### Excerpted records
================================

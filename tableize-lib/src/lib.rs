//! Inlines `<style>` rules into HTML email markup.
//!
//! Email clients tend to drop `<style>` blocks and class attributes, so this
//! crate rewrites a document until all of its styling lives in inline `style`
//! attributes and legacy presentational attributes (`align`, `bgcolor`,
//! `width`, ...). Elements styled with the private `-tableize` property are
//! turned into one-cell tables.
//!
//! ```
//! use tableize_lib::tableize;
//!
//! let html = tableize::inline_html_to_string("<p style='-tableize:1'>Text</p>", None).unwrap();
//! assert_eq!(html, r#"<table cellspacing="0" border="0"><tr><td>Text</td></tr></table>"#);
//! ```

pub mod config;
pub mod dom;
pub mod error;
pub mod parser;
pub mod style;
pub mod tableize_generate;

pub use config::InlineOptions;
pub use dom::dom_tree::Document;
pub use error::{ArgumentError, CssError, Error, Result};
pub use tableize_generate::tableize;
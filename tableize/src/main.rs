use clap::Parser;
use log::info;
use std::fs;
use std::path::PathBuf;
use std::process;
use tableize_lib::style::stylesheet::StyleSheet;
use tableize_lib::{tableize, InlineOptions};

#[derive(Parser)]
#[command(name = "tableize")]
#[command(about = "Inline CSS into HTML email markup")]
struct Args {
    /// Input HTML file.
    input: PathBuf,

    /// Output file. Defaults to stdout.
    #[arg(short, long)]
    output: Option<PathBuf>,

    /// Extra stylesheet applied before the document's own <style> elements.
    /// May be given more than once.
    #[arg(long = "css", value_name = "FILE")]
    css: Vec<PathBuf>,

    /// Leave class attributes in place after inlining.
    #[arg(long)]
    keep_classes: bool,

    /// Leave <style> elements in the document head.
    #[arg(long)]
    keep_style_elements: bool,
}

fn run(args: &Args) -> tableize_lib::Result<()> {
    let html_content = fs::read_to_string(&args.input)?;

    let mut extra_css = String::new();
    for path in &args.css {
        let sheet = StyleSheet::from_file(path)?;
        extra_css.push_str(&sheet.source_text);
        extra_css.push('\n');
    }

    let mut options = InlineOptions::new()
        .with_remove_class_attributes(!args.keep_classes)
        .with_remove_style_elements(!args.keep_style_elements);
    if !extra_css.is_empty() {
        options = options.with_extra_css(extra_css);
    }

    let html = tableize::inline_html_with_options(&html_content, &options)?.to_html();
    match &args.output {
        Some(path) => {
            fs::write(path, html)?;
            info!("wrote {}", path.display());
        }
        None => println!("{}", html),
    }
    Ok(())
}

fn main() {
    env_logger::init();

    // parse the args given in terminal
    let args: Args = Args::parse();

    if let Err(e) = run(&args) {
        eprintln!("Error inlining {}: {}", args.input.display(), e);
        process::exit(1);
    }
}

================================

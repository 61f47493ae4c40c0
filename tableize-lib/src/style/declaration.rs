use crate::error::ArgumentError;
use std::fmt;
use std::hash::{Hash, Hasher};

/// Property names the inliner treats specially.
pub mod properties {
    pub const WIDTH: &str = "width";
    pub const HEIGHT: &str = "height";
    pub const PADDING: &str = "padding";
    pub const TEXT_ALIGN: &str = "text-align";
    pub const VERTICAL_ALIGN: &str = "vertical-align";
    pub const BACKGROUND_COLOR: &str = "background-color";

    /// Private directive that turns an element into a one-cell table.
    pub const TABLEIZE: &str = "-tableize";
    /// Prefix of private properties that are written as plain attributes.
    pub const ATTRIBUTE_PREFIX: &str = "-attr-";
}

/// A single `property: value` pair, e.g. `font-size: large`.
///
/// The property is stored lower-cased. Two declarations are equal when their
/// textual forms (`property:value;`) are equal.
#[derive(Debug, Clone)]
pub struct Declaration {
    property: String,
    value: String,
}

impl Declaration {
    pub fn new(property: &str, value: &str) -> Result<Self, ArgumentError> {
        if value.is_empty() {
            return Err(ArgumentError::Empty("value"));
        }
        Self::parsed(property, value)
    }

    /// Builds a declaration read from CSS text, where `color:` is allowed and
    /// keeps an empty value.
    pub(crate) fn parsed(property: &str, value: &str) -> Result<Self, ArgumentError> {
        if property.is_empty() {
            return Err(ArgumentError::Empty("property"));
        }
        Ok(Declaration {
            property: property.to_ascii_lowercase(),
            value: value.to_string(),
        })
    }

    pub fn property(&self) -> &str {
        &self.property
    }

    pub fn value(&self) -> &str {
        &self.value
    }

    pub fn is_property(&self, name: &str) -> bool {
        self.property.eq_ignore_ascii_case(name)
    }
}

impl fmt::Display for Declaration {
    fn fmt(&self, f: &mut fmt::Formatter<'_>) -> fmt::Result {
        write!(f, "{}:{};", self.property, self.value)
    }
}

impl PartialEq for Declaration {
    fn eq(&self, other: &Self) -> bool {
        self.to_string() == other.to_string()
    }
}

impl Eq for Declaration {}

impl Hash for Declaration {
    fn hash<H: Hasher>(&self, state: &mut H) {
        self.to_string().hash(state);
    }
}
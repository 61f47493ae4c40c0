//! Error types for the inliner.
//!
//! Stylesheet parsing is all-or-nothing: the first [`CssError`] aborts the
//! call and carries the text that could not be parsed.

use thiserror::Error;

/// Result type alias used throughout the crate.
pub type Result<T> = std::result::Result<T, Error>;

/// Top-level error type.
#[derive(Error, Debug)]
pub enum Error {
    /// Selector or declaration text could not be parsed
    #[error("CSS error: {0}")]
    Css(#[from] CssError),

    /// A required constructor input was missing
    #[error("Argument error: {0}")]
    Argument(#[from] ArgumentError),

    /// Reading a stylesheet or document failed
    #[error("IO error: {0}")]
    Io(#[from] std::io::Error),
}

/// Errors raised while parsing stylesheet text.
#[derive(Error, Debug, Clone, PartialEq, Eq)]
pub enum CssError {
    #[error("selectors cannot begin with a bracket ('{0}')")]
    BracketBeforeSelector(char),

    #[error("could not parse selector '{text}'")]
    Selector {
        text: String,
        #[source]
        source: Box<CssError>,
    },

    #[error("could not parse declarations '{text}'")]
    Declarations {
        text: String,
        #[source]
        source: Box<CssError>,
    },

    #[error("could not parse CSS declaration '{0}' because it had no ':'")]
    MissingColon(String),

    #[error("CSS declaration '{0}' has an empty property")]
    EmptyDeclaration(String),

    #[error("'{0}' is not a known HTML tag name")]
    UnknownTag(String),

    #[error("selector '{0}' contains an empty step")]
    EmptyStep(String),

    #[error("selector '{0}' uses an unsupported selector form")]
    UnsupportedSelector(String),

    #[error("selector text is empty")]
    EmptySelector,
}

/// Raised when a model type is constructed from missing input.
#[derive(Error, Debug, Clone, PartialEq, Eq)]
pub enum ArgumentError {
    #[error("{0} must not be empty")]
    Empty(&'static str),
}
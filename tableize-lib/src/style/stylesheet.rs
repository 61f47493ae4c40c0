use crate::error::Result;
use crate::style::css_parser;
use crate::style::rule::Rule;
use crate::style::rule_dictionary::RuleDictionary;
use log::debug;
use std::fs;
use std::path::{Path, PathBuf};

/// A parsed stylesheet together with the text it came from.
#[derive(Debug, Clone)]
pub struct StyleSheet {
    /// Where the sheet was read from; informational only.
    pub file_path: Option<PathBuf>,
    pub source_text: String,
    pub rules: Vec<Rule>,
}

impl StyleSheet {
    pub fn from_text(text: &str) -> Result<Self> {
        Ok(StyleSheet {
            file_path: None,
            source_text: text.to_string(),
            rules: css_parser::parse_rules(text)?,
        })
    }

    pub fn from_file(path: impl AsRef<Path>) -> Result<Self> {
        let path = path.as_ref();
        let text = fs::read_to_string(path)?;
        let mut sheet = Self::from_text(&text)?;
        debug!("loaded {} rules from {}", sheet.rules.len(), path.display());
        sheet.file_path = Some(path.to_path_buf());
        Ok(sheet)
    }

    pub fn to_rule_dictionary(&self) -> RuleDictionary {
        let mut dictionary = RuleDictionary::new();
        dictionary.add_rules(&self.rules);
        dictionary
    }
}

================================

### What you need to do
Go through the listing and copy each line that includes the string "state".

### Answer space
    fn hash<H: Hasher>(&self, state: &mut H) {
        self.to_string().hash(state);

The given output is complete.